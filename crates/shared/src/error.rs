use serde::{Deserialize, Serialize};
use thiserror::Error;

#[derive(Debug, Clone, Copy, PartialEq, Eq, Serialize, Deserialize)]
#[serde(rename_all = "snake_case")]
pub enum ErrorCode {
    Auth,
    NotAuthenticated,
    ProfileUpdate,
    TransitionInProgress,
    Validation,
    Verification,
    Internal,
}

impl ErrorCode {
    /// Message shown next to the form that triggered the failure.
    pub fn user_message(self) -> &'static str {
        match self {
            Self::Auth => "Invalid credentials",
            Self::NotAuthenticated => "You need to sign in first",
            Self::ProfileUpdate => "Failed to update profile",
            Self::TransitionInProgress => "Please wait for the current request to finish",
            Self::Validation => "Please check the highlighted fields",
            Self::Verification => "Invalid verification code. Please try again.",
            Self::Internal => "Something went wrong. Please try again.",
        }
    }
}

/// Serializable failure report handed to the presentation layer.
#[derive(Debug, Clone, Serialize, Deserialize)]
pub struct FailureReport {
    pub code: ErrorCode,
    pub message: String,
}

impl FailureReport {
    pub fn new(code: ErrorCode, message: impl Into<String>) -> Self {
        Self {
            code,
            message: message.into(),
        }
    }
}

#[derive(Debug, Clone, PartialEq, Eq, Error)]
pub enum DomainError {
    #[error("{0} must not be empty")]
    EmptyField(&'static str),
}
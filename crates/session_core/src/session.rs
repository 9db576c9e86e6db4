use std::{future::Future, sync::Arc};

use serde::Serialize;
use shared::domain::{is_phone_derived_email, phone_derived_email, phone_number_from_email, User};
use tokio::sync::{watch, Mutex, MutexGuard};
use tracing::{info, warn};

use crate::{
    validation, AuthBackend, Credentials, NavigationMode, Navigator, NoopNavigator, Route,
    SessionError, PHONE_VERIFICATION_PASSWORD, SOCIAL_LOGIN_PASSWORD,
};

#[derive(Debug, Clone, Copy, PartialEq, Eq, Serialize)]
#[serde(rename_all = "snake_case")]
pub enum ProfileStatus {
    Incomplete,
    Complete,
}

#[derive(Debug, Clone, Copy, PartialEq, Eq, Serialize)]
#[serde(tag = "state", content = "profile", rename_all = "snake_case")]
pub enum SessionPhase {
    Initializing,
    Unauthenticated,
    Authenticated(ProfileStatus),
}

/// Immutable view of the session handed to observers.
#[derive(Debug, Clone, PartialEq, Eq, Serialize)]
pub struct SessionSnapshot {
    pub current_user: Option<User>,
    pub is_loading: bool,
    pub phase: SessionPhase,
}

impl SessionSnapshot {
    pub fn initial() -> Self {
        Self {
            current_user: None,
            is_loading: true,
            phase: SessionPhase::Initializing,
        }
    }

    pub fn is_authenticated(&self) -> bool {
        self.current_user.is_some()
    }

    pub fn profile_status(&self) -> Option<ProfileStatus> {
        match self.phase {
            SessionPhase::Authenticated(status) => Some(status),
            _ => None,
        }
    }
}

/// Sign-in identities offered on the landing screen.
#[derive(Debug, Clone, Copy, PartialEq, Eq, Serialize)]
#[serde(rename_all = "snake_case")]
pub enum SocialProvider {
    Google,
    Apple,
}

impl SocialProvider {
    pub fn label(self) -> &'static str {
        match self {
            Self::Google => "Google",
            Self::Apple => "Apple",
        }
    }

    /// Account email the provider hands back after consent.
    pub fn account_email(self) -> &'static str {
        match self {
            Self::Google => "user@gmail.com",
            Self::Apple => "user@icloud.com",
        }
    }
}

/// Single owner of the authentication state.
///
/// Transitions are serialized: while one is in flight, a second
/// `initialize`/`sign_in`/`sign_up`/`update_profile` is rejected with
/// [`SessionError::TransitionInProgress`] and `sign_out` waits its turn.
/// Each transition runs on its own task, so dropping the returned future
/// does not abandon it half way. Every transition publishes its final state
/// in one update, so observers never see a user change without
/// `is_loading` dropping back to false.
pub struct SessionController {
    backend: Arc<dyn AuthBackend>,
    navigator: Arc<dyn Navigator>,
    state: watch::Sender<SessionSnapshot>,
    transition: Mutex<()>,
}

impl SessionController {
    pub fn new(backend: Arc<dyn AuthBackend>) -> Arc<Self> {
        Self::new_with_navigator(backend, Arc::new(NoopNavigator))
    }

    pub fn new_with_navigator(
        backend: Arc<dyn AuthBackend>,
        navigator: Arc<dyn Navigator>,
    ) -> Arc<Self> {
        let (state, _) = watch::channel(SessionSnapshot::initial());
        Arc::new(Self {
            backend,
            navigator,
            state,
            transition: Mutex::new(()),
        })
    }

    pub fn snapshot(&self) -> SessionSnapshot {
        self.state.borrow().clone()
    }

    pub fn subscribe(&self) -> watch::Receiver<SessionSnapshot> {
        self.state.subscribe()
    }

    /// Startup check for a stored session. Only acts while the session is
    /// still `Initializing`; a failed check resolves to unauthenticated.
    pub async fn initialize(self: &Arc<Self>) -> Result<(), SessionError> {
        self.run_detached(|this| async move { this.apply_initialize().await })
            .await
    }

    pub async fn sign_in(
        self: &Arc<Self>,
        email: &str,
        password: &str,
    ) -> Result<(), SessionError> {
        let credentials = checked_credentials(email, password)?;
        self.run_detached(move |this| async move { this.apply_sign_in(credentials).await })
            .await
    }

    pub async fn sign_in_with_provider(
        self: &Arc<Self>,
        provider: SocialProvider,
    ) -> Result<(), SessionError> {
        info!(provider = provider.label(), "social sign-in accepted");
        self.sign_in(provider.account_email(), SOCIAL_LOGIN_PASSWORD)
            .await
    }

    /// Phone-derived accounts skip profile setup; everyone else is sent there.
    pub async fn sign_up(
        self: &Arc<Self>,
        email: &str,
        password: &str,
    ) -> Result<(), SessionError> {
        let credentials = checked_credentials(email, password)?;
        self.run_detached(move |this| async move { this.apply_sign_up(credentials).await })
            .await
    }

    /// Always clears the session. A backend failure is logged and ignored.
    pub async fn sign_out(self: &Arc<Self>) {
        let outcome = self
            .run_detached(|this| async move {
                this.apply_sign_out().await;
                Ok(())
            })
            .await;
        if let Err(err) = outcome {
            warn!(error = %err, "sign-out task did not finish");
        }
    }

    /// Overwrites `username` and `profile_image`; every other field is kept.
    pub async fn update_profile(
        self: &Arc<Self>,
        username: &str,
        profile_image: Option<String>,
    ) -> Result<(), SessionError> {
        let username = username.to_string();
        self.run_detached(move |this| async move {
            this.apply_update_profile(username, profile_image).await
        })
        .await
    }

    /// Leaves profile setup without choosing a username.
    pub fn skip_profile_setup(&self) -> Result<(), SessionError> {
        let _guard = self.acquire()?;
        let current = self.state.borrow().current_user.clone();
        let Some(current) = current else {
            return Err(SessionError::NotAuthenticated);
        };

        self.commit(
            Some(current),
            SessionPhase::Authenticated(ProfileStatus::Complete),
        );
        self.navigator
            .navigate(Route::MainShell, NavigationMode::Replace);
        Ok(())
    }

    pub async fn send_phone_verification(&self, phone: &str) -> Result<(), SessionError> {
        if !validation::is_valid_phone_number(phone) {
            return Err(SessionError::InvalidInput("phone number"));
        }
        let digits = validation::phone_digits(phone);
        self.backend
            .send_verification_code(&digits)
            .await
            .map_err(|err| SessionError::Verification(err.to_string()))
    }

    /// Confirms the code, then registers the phone-derived account.
    pub async fn verify_phone_and_sign_up(
        self: &Arc<Self>,
        phone: &str,
        code: &str,
    ) -> Result<(), SessionError> {
        if !validation::is_valid_phone_number(phone) {
            return Err(SessionError::InvalidInput("phone number"));
        }
        if !validation::is_valid_verification_code(code) {
            return Err(SessionError::InvalidInput("verification code"));
        }
        let digits = validation::phone_digits(phone);
        self.backend
            .verify_code(&digits, code)
            .await
            .map_err(|err| SessionError::Verification(err.to_string()))?;

        self.sign_up(&phone_derived_email(&digits), PHONE_VERIFICATION_PASSWORD)
            .await
    }

    pub async fn request_password_reset(&self, email: &str) -> Result<(), SessionError> {
        if !validation::is_valid_email(email) {
            return Err(SessionError::InvalidInput("email"));
        }
        self.backend
            .send_password_reset(email)
            .await
            .map_err(SessionError::Backend)?;
        info!(email, "password reset requested");
        Ok(())
    }

    async fn run_detached<T, F>(
        self: &Arc<Self>,
        transition: impl FnOnce(Arc<Self>) -> F,
    ) -> Result<T, SessionError>
    where
        F: Future<Output = Result<T, SessionError>> + Send + 'static,
        T: Send + 'static,
    {
        let task = tokio::spawn(transition(Arc::clone(self)));
        match task.await {
            Ok(outcome) => outcome,
            Err(err) => Err(SessionError::Backend(anyhow::Error::new(err))),
        }
    }

    async fn apply_initialize(&self) -> Result<(), SessionError> {
        let _guard = self.acquire()?;
        if self.state.borrow().phase != SessionPhase::Initializing {
            return Ok(());
        }
        self.mark_loading();

        match self.backend.restore_session().await {
            Ok(Some(user)) => {
                info!(user_id = %user.id, "restored stored session");
                self.commit(
                    Some(user),
                    SessionPhase::Authenticated(ProfileStatus::Complete),
                );
            }
            Ok(None) => {
                info!("no stored session");
                self.commit(None, SessionPhase::Unauthenticated);
            }
            Err(err) => {
                warn!(error = %err, "session restore failed; starting unauthenticated");
                self.commit(None, SessionPhase::Unauthenticated);
            }
        }
        Ok(())
    }

    async fn apply_sign_in(&self, credentials: Credentials) -> Result<(), SessionError> {
        let _guard = self.acquire()?;
        self.mark_loading();

        let user = self
            .settle(self.backend.sign_in(&credentials), |err| {
                SessionError::Auth(err.to_string())
            })
            .await?;
        let user = with_derived_phone(user, &credentials.email);

        info!(user_id = %user.id, "signed in");
        self.commit(
            Some(user),
            SessionPhase::Authenticated(ProfileStatus::Complete),
        );
        self.navigator
            .navigate(Route::MainShell, NavigationMode::Replace);
        Ok(())
    }

    async fn apply_sign_up(&self, credentials: Credentials) -> Result<(), SessionError> {
        let _guard = self.acquire()?;
        self.mark_loading();

        let user = self
            .settle(self.backend.sign_up(&credentials), |err| {
                SessionError::Auth(err.to_string())
            })
            .await?;
        let user = with_derived_phone(user, &credentials.email);

        let phone_account = is_phone_derived_email(&credentials.email);
        info!(user_id = %user.id, phone_account, "signed up");
        if phone_account {
            self.commit(
                Some(user),
                SessionPhase::Authenticated(ProfileStatus::Complete),
            );
            self.navigator
                .navigate(Route::MainShell, NavigationMode::Replace);
        } else {
            self.commit(
                Some(user),
                SessionPhase::Authenticated(ProfileStatus::Incomplete),
            );
            self.navigator
                .navigate(Route::ProfileSetup, NavigationMode::Push);
        }
        Ok(())
    }

    async fn apply_sign_out(&self) {
        let _guard = self.transition.lock().await;
        let current_user = self.state.borrow().current_user.clone();

        if let Some(user) = current_user {
            self.mark_loading();
            if let Err(err) = self.backend.sign_out(&user).await {
                warn!(user_id = %user.id, error = %err, "sign-out request failed; clearing session anyway");
            }
            info!(user_id = %user.id, "signed out");
        }

        self.commit(None, SessionPhase::Unauthenticated);
        self.navigator
            .navigate(Route::AuthFlow, NavigationMode::Replace);
    }

    async fn apply_update_profile(
        &self,
        username: String,
        profile_image: Option<String>,
    ) -> Result<(), SessionError> {
        let _guard = self.acquire()?;
        let current = self.state.borrow().current_user.clone();
        let Some(current) = current else {
            return Err(SessionError::NotAuthenticated);
        };
        if username.trim().is_empty() {
            return Err(SessionError::InvalidInput("username"));
        }
        self.mark_loading();

        let updated = current.with_profile(username, profile_image);
        self.settle(self.backend.persist_profile(&updated), |err| {
            SessionError::ProfileUpdate(err.to_string())
        })
        .await?;

        info!(user_id = %updated.id, "profile updated");
        self.commit(
            Some(updated),
            SessionPhase::Authenticated(ProfileStatus::Complete),
        );
        self.navigator
            .navigate(Route::MainShell, NavigationMode::Replace);
        Ok(())
    }

    fn acquire(&self) -> Result<MutexGuard<'_, ()>, SessionError> {
        self.transition
            .try_lock()
            .map_err(|_| SessionError::TransitionInProgress)
    }

    fn mark_loading(&self) {
        self.state.send_modify(|state| state.is_loading = true);
    }

    fn commit(&self, user: Option<User>, phase: SessionPhase) {
        self.state.send_modify(|state| {
            state.current_user = user;
            state.phase = phase;
            state.is_loading = false;
        });
    }

    async fn settle<T>(
        &self,
        request: impl Future<Output = anyhow::Result<T>>,
        map_err: impl FnOnce(anyhow::Error) -> SessionError,
    ) -> Result<T, SessionError> {
        match request.await {
            Ok(value) => Ok(value),
            Err(err) => {
                warn!(error = %err, "session transition failed");
                self.state.send_modify(|state| state.is_loading = false);
                Err(map_err(err))
            }
        }
    }
}

fn checked_credentials(email: &str, password: &str) -> Result<Credentials, SessionError> {
    if email.trim().is_empty() {
        return Err(SessionError::InvalidInput("email"));
    }
    if password.is_empty() {
        return Err(SessionError::InvalidInput("password"));
    }
    Ok(Credentials::new(email, password))
}

fn with_derived_phone(mut user: User, email: &str) -> User {
    if user.phone_number.is_none() {
        user.phone_number = phone_number_from_email(email);
    }
    user
}

#[cfg(test)]
#[path = "tests/session_tests.rs"]
mod tests;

◆ ◆ ◆ ◆ ◆ ◆ ◆

Task description => Starting with the first line of the records, repeat every line up to and including the one containing "triggered the failure.", and nothing else.

Solved exercise =>
filename crates/shared/src/error.rs
use serde::{Deserialize, Serialize};
use thiserror::Error;

#[derive(Debug, Clone, Copy, PartialEq, Eq, Serialize, Deserialize)]
#[serde(rename_all = "snake_case")]
pub enum ErrorCode {
    Auth,
    NotAuthenticated,
    ProfileUpdate,
    TransitionInProgress,
    Validation,
    Verification,
    Internal,
}

impl ErrorCode {
    /// Message shown next to the form that triggered the failure.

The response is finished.